This sets up a Grafana dashboard to monitor your TinyLLM system. It uses Telegraf to fetch the Prometheus metrics from vLLM and a monitor.py script to pull the GPU metrics from the nvidia-smi tool.
Launch InfluxDB, Telegraf and Grafana
# Run InfluxDB docker container
docker run -d -p 0.0.0.0:8086:8086 --name influxdb \
-v $PWD/influxdb:/var/lib/influxdb \
--restart=unless-stopped \
-e INFLUXDB_DB=tinyllm \
influxdb:1.8
# Run Telegraf docker container (for vLLM)

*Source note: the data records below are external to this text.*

/// Easing curves for time-bounded offset transitions.
#[derive(Debug, Clone, Copy, PartialEq, Default)]
#[cfg_attr(feature = "serde", derive(serde::Serialize, serde::Deserialize))]
#[cfg_attr(feature = "serde", serde(rename_all = "snake_case"))]
pub enum Easing {
    Linear,
    /// Material standard curve, `cubic-bezier(0.4, 0.0, 0.2, 1.0)`.
    #[default]
    FastOutSlowIn,
    LinearOutSlowIn,
    FastOutLinearIn,
    /// `(t - 1)^5 + 1`, the curve list views use for programmatic smooth
    /// scrolling.
    Quintic,
}

impl Easing {
    /// Maps a linear fraction in `[0, 1]` onto the curve.
    pub fn transform(&self, fraction: f32) -> f32 {
        let fraction = fraction.clamp(0.0, 1.0);
        match self {
            Easing::Linear => fraction,
            Easing::FastOutSlowIn => cubic_bezier(0.4, 0.0, 0.2, 1.0, fraction),
            Easing::LinearOutSlowIn => cubic_bezier(0.0, 0.0, 0.2, 1.0, fraction),
            Easing::FastOutLinearIn => cubic_bezier(0.4, 0.0, 1.0, 1.0, fraction),
            Easing::Quintic => {
                let t = fraction - 1.0;
                t * t * t * t * t + 1.0
            }
        }
    }
}

fn cubic_bezier(x1: f32, y1: f32, x2: f32, y2: f32, fraction: f32) -> f32 {
    if fraction <= 0.0 {
        return 0.0;
    }
    if fraction >= 1.0 {
        return 1.0;
    }

    let cx = 3.0 * x1;
    let bx = 3.0 * (x2 - x1) - cx;
    let ax = 1.0 - cx - bx;

    let cy = 3.0 * y1;
    let by = 3.0 * (y2 - y1) - cy;
    let ay = 1.0 - cy - by;

    let curve = |a: f32, b: f32, c: f32, t: f32| ((a * t + b) * t + c) * t;
    let slope = |t: f32| (3.0 * ax * t + 2.0 * bx) * t + cx;

    // Newton-Raphson on x(t) = fraction, bisection if it stalls.
    let mut t = fraction;
    let mut converged = false;
    for _ in 0..8 {
        let error = curve(ax, bx, cx, t) - fraction;
        if error.abs() < 1e-6 {
            converged = true;
            break;
        }
        let dx = slope(t);
        if dx.abs() < 1e-6 {
            break;
        }
        t = (t - error / dx).clamp(0.0, 1.0);
    }

    if !converged {
        let (mut lo, mut hi) = (0.0f32, 1.0f32);
        t = fraction;
        for _ in 0..16 {
            let error = curve(ax, bx, cx, t) - fraction;
            if error.abs() < 1e-6 {
                break;
            }
            if error > 0.0 {
                hi = t;
            } else {
                lo = t;
            }
            t = 0.5 * (lo + hi);
        }
    }

    curve(ay, by, cy, t)
}

/// A tween: fixed duration, eased progress.
#[derive(Debug, Clone, Copy, PartialEq)]
#[cfg_attr(feature = "serde", derive(serde::Serialize, serde::Deserialize))]
pub struct AnimationSpec {
    pub duration_millis: u64,
    pub easing: Easing,
}

impl AnimationSpec {
    pub const DEFAULT_DURATION_MILLIS: u64 = 250;

    pub fn tween(duration_millis: u64, easing: Easing) -> Self {
        Self {
            duration_millis,
            easing,
        }
    }

    pub fn linear(duration_millis: u64) -> Self {
        Self::tween(duration_millis, Easing::Linear)
    }

    /// Eased progress after `elapsed_millis`; a zero duration completes
    /// immediately.
    pub fn fraction_at(&self, elapsed_millis: u64) -> f32 {
        if self.duration_millis == 0 {
            return 1.0;
        }
        let linear = elapsed_millis as f32 / self.duration_millis as f32;
        self.easing.transform(linear)
    }

    pub fn is_finished(&self, elapsed_millis: u64) -> bool {
        elapsed_millis >= self.duration_millis
    }
}

impl Default for AnimationSpec {
    fn default() -> Self {
        Self::tween(Self::DEFAULT_DURATION_MILLIS, Easing::FastOutSlowIn)
    }
}
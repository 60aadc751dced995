use std::cell::Cell;
use std::rc::Rc;

/// Shared flag guarding scheduled continuations.
///
/// A continuation captures a clone of the token when it is scheduled and
/// checks [`LivenessToken::is_alive`] before touching any state. Invalidating
/// any clone kills all of them, so a callback that was already queued for the
/// next frame becomes a no-op.
#[derive(Clone, Debug)]
pub struct LivenessToken {
    alive: Rc<Cell<bool>>,
}

impl LivenessToken {
    pub fn new() -> Self {
        Self {
            alive: Rc::new(Cell::new(true)),
        }
    }

    pub fn is_alive(&self) -> bool {
        self.alive.get()
    }

    pub fn invalidate(&self) {
        self.alive.set(false);
    }

    pub fn same_as(&self, other: &LivenessToken) -> bool {
        Rc::ptr_eq(&self.alive, &other.alive)
    }
}

impl Default for LivenessToken {
    fn default() -> Self {
        Self::new()
    }
}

docker run -d --name telegraf \
--user "$(id -u)" \
-v $PWD/telegraf.conf:/etc/telegraf/telegraf.conf \
--network host \
--restart unless-stopped \
telegraf:1.28.2 \
--config /etc/telegraf/telegraf.conf \
--config-directory /etc/telegraf/telegraf.d
# Run Grafana docker container
docker run -d -p 3000:3000 --name grafana \
--user "$(id -u)" \
-v $PWD/grafana:/var/lib/grafana \
--restart=unless-stopped \
-e GF_AUTH_ANONYMOUS_ENABLED=true \
grafana/grafana
The monitor.py script will poll local Nvidia GPU and host CPU information and store it in the InfluxDB for graphing in Grafana. The steps below will build a CUDA container that will fetch the metrics every 5 seconds.
Dockerfile to build the container:
FROM nvidia/cuda:12.1.1-devel-ubuntu22.04
RUN apt-get update && apt-get install -y python3 python3-pip
RUN pip3 install psutil influxdb
ENV INFLUXDB_HOST localhost
ENV INFLUXDB_PORT 8086
ENV INFLUXDB_DBNAME tinyllm
ENV WAIT_TIME 5
COPY monitor.py .
CMD ["python3", "monitor.py"]
Build and Run
# Build
docker build -t gpumonitor .
# Run
docker run -d --name gpumonitor --gpus all \
-e INFLUXDB_HOST=localhost \
-e INFLUXDB_PORT=8086 \
-e INFLUXDB_DBNAME=tinyllm \
-e WAIT_TIME=5 \
--network host \
--restart always \
gpumonitor
Dashboard Setup
- Go to
http://localhost:3000
and default user/password is admin/admin. - Create a data source, select InfluxDB and use URL http://x.x.x.x:8086 (replace with IP address of host), database name
tinyllm
and timeout5s
. - Import dashboard and upload or copy/paste dashboard.json. Select InfluxDB as the data source.